About this task: This exercise asks for the whole listing to be restated exactly.

Exercise data Start Marker

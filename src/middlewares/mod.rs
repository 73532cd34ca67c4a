pub mod auth;
pub mod cors;

pub use auth::{AuthMiddleware, Capability, CurrentUserId};
pub use cors::create_cors;
use actix_cors::Cors;

/// The web client is served from its own origin and sends bearer tokens,
/// so any origin may call with credentials.
pub fn create_cors() -> Cors {
    Cors::default()
        .allowed_origin_fn(|_, _req_head| true)
        .allowed_methods(vec!["GET", "POST", "PUT", "DELETE", "OPTIONS"])
        .allow_any_header()
        .supports_credentials()
        .max_age(3600)
}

Exercise data End Marker

Answer to this task:
filename src/middlewares/mod.rs
repository 73532cd34ca67c4a
pub mod auth;
pub mod cors;

pub use auth::{AuthMiddleware, Capability, CurrentUserId};
pub use cors::create_cors;
use actix_cors::Cors;

/// The web client is served from its own origin and sends bearer tokens,
/// so any origin may call with credentials.
pub fn create_cors() -> Cors {
    Cors::default()
        .allowed_origin_fn(|_, _req_head| true)
        .allowed_methods(vec!["GET", "POST", "PUT", "DELETE", "OPTIONS"])
        .allow_any_header()
        .supports_credentials()
        .max_age(3600)
}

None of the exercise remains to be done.